Dataset entries
== Segment start ==

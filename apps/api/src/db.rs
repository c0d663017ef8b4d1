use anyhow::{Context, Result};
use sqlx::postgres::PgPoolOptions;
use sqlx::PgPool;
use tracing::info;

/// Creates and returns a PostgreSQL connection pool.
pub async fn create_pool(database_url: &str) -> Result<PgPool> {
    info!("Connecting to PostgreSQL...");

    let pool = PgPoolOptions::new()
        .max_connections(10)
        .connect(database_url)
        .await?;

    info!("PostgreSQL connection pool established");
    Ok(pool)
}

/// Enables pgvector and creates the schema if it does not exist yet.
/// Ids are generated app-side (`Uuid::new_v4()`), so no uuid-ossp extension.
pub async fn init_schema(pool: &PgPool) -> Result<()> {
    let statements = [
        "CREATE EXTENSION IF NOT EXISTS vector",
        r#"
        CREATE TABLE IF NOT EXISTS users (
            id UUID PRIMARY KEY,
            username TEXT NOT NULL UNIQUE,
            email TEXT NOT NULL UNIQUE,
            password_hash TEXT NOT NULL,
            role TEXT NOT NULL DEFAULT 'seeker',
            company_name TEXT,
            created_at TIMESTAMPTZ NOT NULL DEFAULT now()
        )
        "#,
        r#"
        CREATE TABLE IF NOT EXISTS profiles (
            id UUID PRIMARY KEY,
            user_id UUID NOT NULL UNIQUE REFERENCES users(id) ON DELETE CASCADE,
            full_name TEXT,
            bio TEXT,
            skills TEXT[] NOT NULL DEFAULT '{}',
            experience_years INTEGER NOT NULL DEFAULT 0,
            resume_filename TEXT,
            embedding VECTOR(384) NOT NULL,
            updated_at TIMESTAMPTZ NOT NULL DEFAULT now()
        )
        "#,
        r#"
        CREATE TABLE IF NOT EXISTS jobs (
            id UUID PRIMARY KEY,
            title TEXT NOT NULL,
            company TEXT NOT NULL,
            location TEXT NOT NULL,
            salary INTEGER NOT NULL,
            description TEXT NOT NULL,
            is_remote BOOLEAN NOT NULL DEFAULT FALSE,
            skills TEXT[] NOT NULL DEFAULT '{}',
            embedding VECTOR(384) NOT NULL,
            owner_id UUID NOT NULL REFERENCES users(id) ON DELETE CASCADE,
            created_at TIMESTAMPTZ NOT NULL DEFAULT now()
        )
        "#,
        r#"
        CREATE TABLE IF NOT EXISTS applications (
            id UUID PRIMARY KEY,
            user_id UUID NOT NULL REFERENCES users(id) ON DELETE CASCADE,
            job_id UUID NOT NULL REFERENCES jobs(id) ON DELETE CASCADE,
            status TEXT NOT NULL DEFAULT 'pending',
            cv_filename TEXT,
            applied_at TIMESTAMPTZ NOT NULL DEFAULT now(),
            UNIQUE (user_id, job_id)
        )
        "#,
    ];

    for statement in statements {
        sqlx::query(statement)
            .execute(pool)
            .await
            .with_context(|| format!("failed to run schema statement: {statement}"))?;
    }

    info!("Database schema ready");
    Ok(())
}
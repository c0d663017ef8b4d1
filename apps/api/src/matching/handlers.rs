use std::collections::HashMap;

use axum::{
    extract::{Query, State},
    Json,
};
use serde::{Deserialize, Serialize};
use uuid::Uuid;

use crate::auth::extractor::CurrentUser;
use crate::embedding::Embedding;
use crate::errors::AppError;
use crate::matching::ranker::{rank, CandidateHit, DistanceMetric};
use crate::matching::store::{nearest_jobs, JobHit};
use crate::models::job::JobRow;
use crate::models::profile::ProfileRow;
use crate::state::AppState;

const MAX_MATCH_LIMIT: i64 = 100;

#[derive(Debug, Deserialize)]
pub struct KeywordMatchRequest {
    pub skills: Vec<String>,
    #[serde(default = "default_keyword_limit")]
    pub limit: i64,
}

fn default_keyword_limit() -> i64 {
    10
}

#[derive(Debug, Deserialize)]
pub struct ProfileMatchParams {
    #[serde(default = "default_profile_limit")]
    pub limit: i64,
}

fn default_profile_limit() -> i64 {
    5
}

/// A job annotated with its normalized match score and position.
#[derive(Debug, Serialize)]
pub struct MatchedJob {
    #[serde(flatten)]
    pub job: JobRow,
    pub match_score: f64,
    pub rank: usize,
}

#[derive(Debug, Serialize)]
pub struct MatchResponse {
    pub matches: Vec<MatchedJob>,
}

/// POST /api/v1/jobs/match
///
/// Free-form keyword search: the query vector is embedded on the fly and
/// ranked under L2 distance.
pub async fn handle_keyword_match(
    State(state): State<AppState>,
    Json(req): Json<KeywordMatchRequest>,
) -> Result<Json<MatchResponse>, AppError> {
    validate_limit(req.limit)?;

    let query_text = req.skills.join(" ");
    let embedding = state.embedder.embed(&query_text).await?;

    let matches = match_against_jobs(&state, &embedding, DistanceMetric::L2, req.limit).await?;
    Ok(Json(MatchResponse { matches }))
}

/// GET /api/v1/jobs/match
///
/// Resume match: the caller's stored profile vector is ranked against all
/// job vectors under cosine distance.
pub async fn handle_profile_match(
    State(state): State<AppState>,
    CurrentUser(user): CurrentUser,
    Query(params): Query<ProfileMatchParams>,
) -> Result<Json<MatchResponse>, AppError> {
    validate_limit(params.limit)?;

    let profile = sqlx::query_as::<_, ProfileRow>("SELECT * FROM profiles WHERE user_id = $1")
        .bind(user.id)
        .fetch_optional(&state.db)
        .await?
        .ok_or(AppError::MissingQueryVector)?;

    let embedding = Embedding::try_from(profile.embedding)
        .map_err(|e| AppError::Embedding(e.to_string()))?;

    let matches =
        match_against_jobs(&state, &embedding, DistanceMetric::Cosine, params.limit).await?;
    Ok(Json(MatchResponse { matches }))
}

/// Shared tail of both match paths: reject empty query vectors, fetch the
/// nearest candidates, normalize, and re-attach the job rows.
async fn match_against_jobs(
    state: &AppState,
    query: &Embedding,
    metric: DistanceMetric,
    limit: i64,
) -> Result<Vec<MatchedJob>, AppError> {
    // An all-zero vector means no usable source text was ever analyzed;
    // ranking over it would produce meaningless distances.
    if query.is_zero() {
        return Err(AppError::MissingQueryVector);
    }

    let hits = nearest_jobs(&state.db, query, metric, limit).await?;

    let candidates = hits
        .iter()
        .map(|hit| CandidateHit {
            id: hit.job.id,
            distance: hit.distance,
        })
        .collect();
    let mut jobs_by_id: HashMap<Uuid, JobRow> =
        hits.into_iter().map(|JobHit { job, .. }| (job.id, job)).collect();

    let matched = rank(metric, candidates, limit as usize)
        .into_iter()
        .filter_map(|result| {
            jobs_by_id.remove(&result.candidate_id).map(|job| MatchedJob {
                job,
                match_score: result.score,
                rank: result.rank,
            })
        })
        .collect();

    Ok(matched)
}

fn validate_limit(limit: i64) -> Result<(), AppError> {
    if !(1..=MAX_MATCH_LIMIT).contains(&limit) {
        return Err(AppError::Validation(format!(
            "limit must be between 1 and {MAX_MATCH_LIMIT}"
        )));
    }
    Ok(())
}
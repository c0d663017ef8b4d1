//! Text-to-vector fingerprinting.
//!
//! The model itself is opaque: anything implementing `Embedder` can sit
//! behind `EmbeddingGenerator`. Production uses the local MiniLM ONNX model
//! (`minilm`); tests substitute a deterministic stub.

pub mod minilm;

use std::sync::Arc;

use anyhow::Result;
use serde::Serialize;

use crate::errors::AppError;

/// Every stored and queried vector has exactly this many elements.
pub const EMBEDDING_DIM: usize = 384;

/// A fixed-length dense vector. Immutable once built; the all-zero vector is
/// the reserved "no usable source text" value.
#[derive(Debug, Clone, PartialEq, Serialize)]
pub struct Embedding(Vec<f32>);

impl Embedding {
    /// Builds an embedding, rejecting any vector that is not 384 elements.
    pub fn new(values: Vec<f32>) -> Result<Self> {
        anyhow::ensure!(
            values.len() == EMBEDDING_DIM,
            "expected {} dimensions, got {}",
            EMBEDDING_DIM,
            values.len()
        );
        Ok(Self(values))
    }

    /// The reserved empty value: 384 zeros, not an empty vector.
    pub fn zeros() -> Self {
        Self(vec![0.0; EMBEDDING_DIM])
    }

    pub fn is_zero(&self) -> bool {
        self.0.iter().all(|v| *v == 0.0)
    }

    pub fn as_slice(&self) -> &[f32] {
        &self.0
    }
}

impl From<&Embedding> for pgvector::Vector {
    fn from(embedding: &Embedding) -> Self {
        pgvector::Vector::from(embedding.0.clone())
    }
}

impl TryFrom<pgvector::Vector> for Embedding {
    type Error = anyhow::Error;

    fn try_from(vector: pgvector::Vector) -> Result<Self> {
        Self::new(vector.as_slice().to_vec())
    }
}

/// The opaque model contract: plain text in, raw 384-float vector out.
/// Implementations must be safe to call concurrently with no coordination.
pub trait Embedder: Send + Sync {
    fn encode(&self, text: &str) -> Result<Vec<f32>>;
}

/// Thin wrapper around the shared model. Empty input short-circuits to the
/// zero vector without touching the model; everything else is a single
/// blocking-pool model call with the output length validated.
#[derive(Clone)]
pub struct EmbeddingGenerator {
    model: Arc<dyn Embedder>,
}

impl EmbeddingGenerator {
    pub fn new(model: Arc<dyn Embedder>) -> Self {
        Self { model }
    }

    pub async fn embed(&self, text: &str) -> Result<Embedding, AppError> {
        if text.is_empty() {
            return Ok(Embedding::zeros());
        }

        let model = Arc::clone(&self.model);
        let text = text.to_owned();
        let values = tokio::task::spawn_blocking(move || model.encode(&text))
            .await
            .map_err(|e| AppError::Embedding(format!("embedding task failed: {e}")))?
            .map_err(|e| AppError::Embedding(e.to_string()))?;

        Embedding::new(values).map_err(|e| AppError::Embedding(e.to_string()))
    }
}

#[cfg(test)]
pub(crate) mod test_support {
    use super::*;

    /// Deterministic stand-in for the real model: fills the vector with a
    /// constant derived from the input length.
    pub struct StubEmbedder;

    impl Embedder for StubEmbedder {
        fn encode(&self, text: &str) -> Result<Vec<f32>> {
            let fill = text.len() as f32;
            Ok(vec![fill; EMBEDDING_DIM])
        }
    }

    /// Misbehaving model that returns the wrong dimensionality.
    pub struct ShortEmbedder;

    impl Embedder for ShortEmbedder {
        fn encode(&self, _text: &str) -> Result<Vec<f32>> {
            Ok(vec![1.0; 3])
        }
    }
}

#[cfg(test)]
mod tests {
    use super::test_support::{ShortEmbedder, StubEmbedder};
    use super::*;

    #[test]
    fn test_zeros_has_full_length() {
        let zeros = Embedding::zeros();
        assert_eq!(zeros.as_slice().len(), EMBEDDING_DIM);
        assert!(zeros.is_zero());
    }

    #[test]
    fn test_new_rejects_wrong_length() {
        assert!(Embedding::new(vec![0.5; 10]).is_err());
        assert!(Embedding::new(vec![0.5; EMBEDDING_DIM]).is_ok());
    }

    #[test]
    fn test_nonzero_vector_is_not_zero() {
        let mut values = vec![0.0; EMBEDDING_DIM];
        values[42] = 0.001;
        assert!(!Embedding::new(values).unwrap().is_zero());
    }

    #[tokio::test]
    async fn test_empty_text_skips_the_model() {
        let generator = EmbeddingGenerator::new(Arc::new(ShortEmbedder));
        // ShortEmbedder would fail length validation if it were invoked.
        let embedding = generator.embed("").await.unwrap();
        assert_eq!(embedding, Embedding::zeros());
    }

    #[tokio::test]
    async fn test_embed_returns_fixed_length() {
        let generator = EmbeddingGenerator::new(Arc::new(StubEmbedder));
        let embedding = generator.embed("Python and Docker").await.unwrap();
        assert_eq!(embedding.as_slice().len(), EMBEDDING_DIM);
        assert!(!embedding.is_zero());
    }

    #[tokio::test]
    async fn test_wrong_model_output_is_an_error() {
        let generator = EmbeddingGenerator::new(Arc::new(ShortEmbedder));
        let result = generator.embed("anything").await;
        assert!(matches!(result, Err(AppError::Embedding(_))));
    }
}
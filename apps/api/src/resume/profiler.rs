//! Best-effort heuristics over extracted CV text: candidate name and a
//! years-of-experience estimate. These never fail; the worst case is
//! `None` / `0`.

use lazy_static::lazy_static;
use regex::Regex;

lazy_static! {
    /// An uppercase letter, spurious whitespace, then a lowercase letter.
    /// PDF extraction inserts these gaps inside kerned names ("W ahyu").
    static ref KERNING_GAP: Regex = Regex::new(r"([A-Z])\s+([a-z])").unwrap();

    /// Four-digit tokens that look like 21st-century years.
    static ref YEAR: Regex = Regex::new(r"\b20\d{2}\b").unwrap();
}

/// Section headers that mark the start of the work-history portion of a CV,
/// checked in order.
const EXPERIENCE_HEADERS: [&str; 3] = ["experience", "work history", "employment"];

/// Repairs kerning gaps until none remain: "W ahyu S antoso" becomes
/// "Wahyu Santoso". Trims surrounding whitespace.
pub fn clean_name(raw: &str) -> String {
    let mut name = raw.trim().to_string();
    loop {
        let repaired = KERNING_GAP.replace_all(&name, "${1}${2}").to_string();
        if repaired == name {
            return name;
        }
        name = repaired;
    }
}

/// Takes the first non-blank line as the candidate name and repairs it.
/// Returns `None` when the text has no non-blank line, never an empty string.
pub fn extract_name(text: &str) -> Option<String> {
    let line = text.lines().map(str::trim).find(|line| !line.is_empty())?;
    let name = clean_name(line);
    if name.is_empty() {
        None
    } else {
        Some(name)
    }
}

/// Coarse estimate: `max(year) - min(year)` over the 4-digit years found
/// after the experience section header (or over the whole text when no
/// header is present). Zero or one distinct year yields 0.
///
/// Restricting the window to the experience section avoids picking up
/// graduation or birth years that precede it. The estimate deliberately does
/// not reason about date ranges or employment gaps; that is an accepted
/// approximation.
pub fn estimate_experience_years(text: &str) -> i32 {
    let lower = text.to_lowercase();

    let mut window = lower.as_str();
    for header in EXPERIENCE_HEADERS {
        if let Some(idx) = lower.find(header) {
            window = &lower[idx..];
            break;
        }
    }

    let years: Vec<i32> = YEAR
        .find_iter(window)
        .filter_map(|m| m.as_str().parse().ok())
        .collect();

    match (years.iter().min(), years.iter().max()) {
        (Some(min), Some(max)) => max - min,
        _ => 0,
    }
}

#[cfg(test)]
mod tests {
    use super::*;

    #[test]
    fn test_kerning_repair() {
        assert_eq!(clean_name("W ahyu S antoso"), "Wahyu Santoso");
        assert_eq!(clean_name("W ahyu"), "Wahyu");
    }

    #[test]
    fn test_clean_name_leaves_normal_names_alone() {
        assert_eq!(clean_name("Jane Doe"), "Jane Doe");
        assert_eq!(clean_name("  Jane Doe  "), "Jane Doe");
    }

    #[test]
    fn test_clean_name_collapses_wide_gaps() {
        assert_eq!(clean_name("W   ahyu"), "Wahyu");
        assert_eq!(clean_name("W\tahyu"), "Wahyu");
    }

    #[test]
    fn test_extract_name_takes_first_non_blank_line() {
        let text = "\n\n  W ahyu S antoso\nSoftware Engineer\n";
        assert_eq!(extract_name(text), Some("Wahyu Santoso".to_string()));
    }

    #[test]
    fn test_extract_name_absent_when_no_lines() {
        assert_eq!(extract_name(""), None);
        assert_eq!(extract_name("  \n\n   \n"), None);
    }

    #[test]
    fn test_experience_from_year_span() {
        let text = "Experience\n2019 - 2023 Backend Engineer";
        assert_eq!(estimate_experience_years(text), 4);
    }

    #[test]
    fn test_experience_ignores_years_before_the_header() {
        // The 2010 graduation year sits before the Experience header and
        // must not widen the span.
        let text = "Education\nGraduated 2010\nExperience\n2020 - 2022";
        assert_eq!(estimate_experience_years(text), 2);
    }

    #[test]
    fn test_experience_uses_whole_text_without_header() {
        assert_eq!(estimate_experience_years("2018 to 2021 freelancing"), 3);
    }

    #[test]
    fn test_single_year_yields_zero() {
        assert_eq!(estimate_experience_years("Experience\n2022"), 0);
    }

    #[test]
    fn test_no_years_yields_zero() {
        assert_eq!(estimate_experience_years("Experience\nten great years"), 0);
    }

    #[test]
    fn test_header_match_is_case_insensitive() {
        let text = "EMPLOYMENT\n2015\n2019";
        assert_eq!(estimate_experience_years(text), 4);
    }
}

== Segment end ==

■ **What you will do**
Every line above that holds the word "matching" needs to be copied.

■ **Answer section**
filename apps/api/src/matching/handlers.rs
use crate::matching::ranker::{rank, CandidateHit, DistanceMetric};
use crate::matching::store::{nearest_jobs, JobHit};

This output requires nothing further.